Collected data:
= Beginning of Section =

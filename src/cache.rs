//! Fingerprinted on-disk cache of built bundles.
//!
//! Every group is keyed by a [`Hash32`] over its ordered `(handle, version)`
//! pairs. The artifact lives at `<cache_dir>/<fingerprint>.<ext>` and is
//! served from `<cache_url><fingerprint>.<ext>`. Artifacts are never mutated;
//! a changed version simply produces a new fingerprint and a new file.

use std::fs;

use camino::{Utf8Path, Utf8PathBuf};

use crate::core::{AssetKind, Blake3Hasher, Hash32};
use crate::error::CacheError;
use crate::io::write_atomic;
use crate::queue::GroupQueue;
use crate::transform::{Transform, TransformRequest};

/// Fingerprint of a group, stable across renders and processes.
pub fn fingerprint(queue: &GroupQueue) -> Hash32 {
    let mut hasher = Blake3Hasher::default();

    for entry in queue.entries() {
        hasher
            .field(entry.handle.as_bytes())
            .optional(entry.version.as_deref().map(str::as_bytes));
    }

    hasher.into()
}

/// How a bundle URL was obtained.
#[derive(Debug, Clone, Copy, PartialEq, Eq)]
pub enum CacheStatus {
    /// The artifact already existed.
    Hit,
    /// The transform ran and its output was written.
    Stored,
    /// Nothing was cached; the URL points at the on-the-fly endpoint.
    Uncached,
}

/// A resolved bundle source.
#[derive(Debug, Clone, PartialEq, Eq)]
pub struct Bundled {
    pub url: String,
    pub fingerprint: Hash32,
    pub status: CacheStatus,
}

/// The cache directory together with the URLs it is served under.
#[derive(Debug, Clone)]
pub struct Store {
    dir: Utf8PathBuf,
    url: String,
    endpoint: String,
}

impl Store {
    /// # Arguments
    ///
    /// * `dir` - Directory holding the artifacts, created on first write.
    /// * `url` - Public URL prefix mirroring `dir`.
    /// * `endpoint` - Public URL of the on-the-fly transform.
    pub fn new(dir: impl Into<Utf8PathBuf>, url: impl Into<String>, endpoint: impl Into<String>) -> Self {
        Self {
            dir: dir.into(),
            url: url.into(),
            endpoint: endpoint.into(),
        }
    }

    pub fn dir(&self) -> &Utf8Path {
        &self.dir
    }

    pub fn filename(fingerprint: Hash32, kind: AssetKind) -> String {
        format!("{}.{}", fingerprint.to_hex(), kind.extension())
    }

    pub fn path(&self, filename: &str) -> Utf8PathBuf {
        self.dir.join(filename)
    }

    pub fn url(&self, filename: &str) -> String {
        format!("{}/{}", self.url.trim_end_matches('/'), filename)
    }

    pub fn endpoint_url(&self, request: &TransformRequest) -> String {
        request.url(&self.endpoint)
    }

    pub fn contains(&self, filename: &str) -> bool {
        self.path(filename).is_file()
    }

    /// Persist an artifact, creating the cache directory if needed.
    ///
    /// The file is the endpoint URL it was built from, as a comment on the
    /// first line, followed by the transform output.
    pub fn save(&self, filename: &str, origin: &str, data: &[u8]) -> Result<Utf8PathBuf, CacheError> {
        if !self.dir.is_dir() {
            fs::create_dir_all(&self.dir).map_err(|e| CacheError::CreateDir(self.dir.clone(), e))?;
        }

        let mut buffer = format!("/* {origin} */\n").into_bytes();
        buffer.extend_from_slice(data);

        let path = self.path(filename);
        write_atomic(&path, &buffer).map_err(|e| CacheError::Write(path.clone(), e))?;

        Ok(path)
    }

    /// Return the URL serving `queue`, building and caching the artifact on a
    /// miss.
    ///
    /// `sources` is only consulted on a miss. A failed or empty transform
    /// never surfaces as an error: the on-the-fly URL is returned instead, so
    /// the page still gets its assets.
    pub fn get_or_build<T, F>(
        &self,
        kind: AssetKind,
        queue: &GroupQueue,
        sources: F,
        transform: &T,
        enabled: bool,
    ) -> Bundled
    where
        T: Transform + ?Sized,
        F: FnOnce() -> Vec<String>,
    {
        let fingerprint = fingerprint(queue);
        let filename = Self::filename(fingerprint, kind);

        if self.contains(&filename) {
            tracing::debug!(file = %filename, "cache hit");
            return Bundled {
                url: self.url(&filename),
                fingerprint,
                status: CacheStatus::Hit,
            };
        }

        let request = TransformRequest {
            kind,
            sources: sources(),
        };
        let endpoint = self.endpoint_url(&request);

        let uncached = |url: String| Bundled {
            url,
            fingerprint,
            status: CacheStatus::Uncached,
        };

        if !enabled {
            return uncached(endpoint);
        }

        let data = match transform.fetch(&request) {
            Ok(data) if !data.is_empty() => data,
            Ok(_) => {
                tracing::warn!(url = %endpoint, "transform returned no data, serving uncached");
                return uncached(endpoint);
            }
            Err(e) => {
                tracing::warn!(url = %endpoint, "transform failed, serving uncached: {e}");
                return uncached(endpoint);
            }
        };

        match self.save(&filename, &endpoint, &data) {
            Ok(path) => {
                tracing::info!(path = %path, "cached bundle");
                Bundled {
                    url: self.url(&filename),
                    fingerprint,
                    status: CacheStatus::Stored,
                }
            }
            Err(e) => {
                tracing::warn!("{e}");
                uncached(endpoint)
            }
        }
    }

    /// Every fingerprinted artifact currently in the cache directory.
    ///
    /// Files that do not look like `<64 hex>.css` or `<64 hex>.js` are not
    /// ours and are left out.
    pub fn artifacts(&self) -> Result<Vec<Utf8PathBuf>, CacheError> {
        let mut found = Vec::new();

        if !self.dir.is_dir() {
            return Ok(found);
        }

        let base = glob::Pattern::escape(self.dir.as_str());

        for kind in [AssetKind::Style, AssetKind::Script] {
            let pattern = format!("{base}/*.{}", kind.extension());

            for entry in glob::glob(&pattern)? {
                let Ok(path) = Utf8PathBuf::from_path_buf(entry?) else {
                    continue;
                };

                if path.file_stem().is_some_and(Hash32::is_hex) {
                    found.push(path);
                }
            }
        }

        Ok(found)
    }

    /// Delete every fingerprinted artifact. Returns the number removed.
    ///
    /// Call this when registrations change in ways versions don't capture,
    /// e.g. after editing a source file in place.
    pub fn clear(&self) -> Result<usize, CacheError> {
        let artifacts = self.artifacts()?;

        for path in &artifacts {
            fs::remove_file(path)?;
        }

        tracing::info!(dir = %self.dir, count = artifacts.len(), "cleared bundle cache");

        Ok(artifacts.len())
    }
}

#[cfg(test)]
mod tests {
    use std::cell::Cell;

    use super::*;
    use crate::error::TransformError;
    use crate::graph::{Asset, Dependencies};
    use crate::queue::build_queue;

    fn queue_of(pairs: &[(&str, Option<&str>)]) -> GroupQueue {
        let mut graph = Dependencies::scripts();
        for (handle, ver) in pairs {
            let mut asset = Asset::new(*handle);
            asset.ver = ver.map(str::to_string);
            graph.register(asset);
            graph.enqueue(*handle);
        }
        let (queue, _) = build_queue(&graph, &Default::default(), &[]);
        queue.groups().next().map(|(_, q)| q.clone()).unwrap_or_default()
    }

    fn store(dir: &tempfile::TempDir) -> Store {
        let root = Utf8Path::from_path(dir.path()).unwrap();
        Store::new(root.join("cache"), "/cache/", "/min/")
    }

    struct Counting<'a> {
        calls: &'a Cell<usize>,
        output: &'static [u8],
    }

    impl Transform for Counting<'_> {
        fn fetch(&self, _: &TransformRequest) -> Result<Vec<u8>, TransformError> {
            self.calls.set(self.calls.get() + 1);
            Ok(self.output.to_vec())
        }
    }

    #[test]
    fn test_fingerprint_determinism() {
        let a = queue_of(&[("A", Some("1")), ("B", Some("2"))]);
        let b = queue_of(&[("A", Some("1")), ("B", Some("2"))]);
        assert_eq!(fingerprint(&a), fingerprint(&b));

        let bumped = queue_of(&[("A", Some("1")), ("B", Some("3"))]);
        assert_ne!(fingerprint(&a), fingerprint(&bumped));

        let reordered = queue_of(&[("B", Some("2")), ("A", Some("1"))]);
        assert_ne!(fingerprint(&a), fingerprint(&reordered));

        let unversioned = queue_of(&[("A", Some("1")), ("B", None)]);
        assert_ne!(fingerprint(&a), fingerprint(&unversioned));
    }

    #[test]
    fn test_miss_then_hit() {
        let dir = tempfile::tempdir().unwrap();
        let store = store(&dir);
        let queue = queue_of(&[("A", Some("1")), ("B", Some("2"))]);
        let calls = Cell::new(0);
        let transform = Counting { calls: &calls, output: b"min();" };

        let sources = || vec!["/a.js".to_string(), "/b.js".to_string()];

        let first = store.get_or_build(AssetKind::Script, &queue, sources, &transform, true);
        assert_eq!(first.status, CacheStatus::Stored);
        assert_eq!(calls.get(), 1);

        let filename = Store::filename(first.fingerprint, AssetKind::Script);
        assert_eq!(first.url, format!("/cache/{filename}"));
        let written = fs::read_to_string(store.path(&filename)).unwrap();
        assert_eq!(written, "/* /min/?f=/a.js,/b.js */\nmin();");

        let second = store.get_or_build(AssetKind::Script, &queue, sources, &transform, true);
        assert_eq!(second.status, CacheStatus::Hit);
        assert_eq!(second.url, first.url);
        assert_eq!(calls.get(), 1);
        assert_eq!(store.artifacts().unwrap().len(), 1);
    }

    #[test]
    fn test_empty_output_falls_back() {
        let dir = tempfile::tempdir().unwrap();
        let store = store(&dir);
        let queue = queue_of(&[("A", Some("1"))]);
        let calls = Cell::new(0);
        let transform = Counting { calls: &calls, output: b"" };

        let res = store.get_or_build(
            AssetKind::Style,
            &queue,
            || vec!["/a.css".into()],
            &transform,
            true,
        );
        assert_eq!(res.status, CacheStatus::Uncached);
        assert_eq!(res.url, "/min/?f=/a.css");
        assert!(store.artifacts().unwrap().is_empty());
    }

    #[test]
    fn test_failed_transform_falls_back() {
        let dir = tempfile::tempdir().unwrap();
        let store = store(&dir);
        let queue = queue_of(&[("A", Some("1"))]);
        let failing = |_: &TransformRequest| -> Result<Vec<u8>, TransformError> {
            Err(TransformError::Pipe)
        };

        let res = store.get_or_build(AssetKind::Script, &queue, || vec!["/a.js".into()], &failing, true);
        assert_eq!(res.status, CacheStatus::Uncached);
        assert_eq!(res.url, "/min/?f=/a.js");
    }

    #[test]
    fn test_disabled_never_writes() {
        let dir = tempfile::tempdir().unwrap();
        let store = store(&dir);
        let queue = queue_of(&[("A", Some("1"))]);
        let calls = Cell::new(0);
        let transform = Counting { calls: &calls, output: b"x" };

        let res = store.get_or_build(AssetKind::Script, &queue, || vec!["/a.js".into()], &transform, false);
        assert_eq!(res.status, CacheStatus::Uncached);
        assert_eq!(calls.get(), 0);
        assert!(!store.dir().exists());
    }

    #[test]
    fn test_clear_only_removes_artifacts() {
        let dir = tempfile::tempdir().unwrap();
        let store = store(&dir);
        let calls = Cell::new(0);
        let transform = Counting { calls: &calls, output: b"x" };

        for ver in ["1", "2"] {
            let queue = queue_of(&[("A", Some(ver))]);
            store.get_or_build(AssetKind::Script, &queue, Vec::new, &transform, true);
        }
        let queue = queue_of(&[("S", Some("1"))]);
        store.get_or_build(AssetKind::Style, &queue, Vec::new, &transform, true);

        fs::write(store.path("README.txt"), "keep").unwrap();
        fs::write(store.path("main.js"), "keep").unwrap();

        assert_eq!(store.artifacts().unwrap().len(), 3);
        assert_eq!(store.clear().unwrap(), 3);
        assert!(store.artifacts().unwrap().is_empty());
        assert!(store.path("README.txt").exists());
        assert!(store.path("main.js").exists());
    }

    #[test]
    fn test_clear_missing_dir() {
        let dir = tempfile::tempdir().unwrap();
        assert_eq!(store(&dir).clear().unwrap(), 0);
    }
}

= End of Section =

> [Activity]: Looking at the entries above, find how many lines include the word "PartialEq" and write that number alone.

> [Output for this exercise]: 2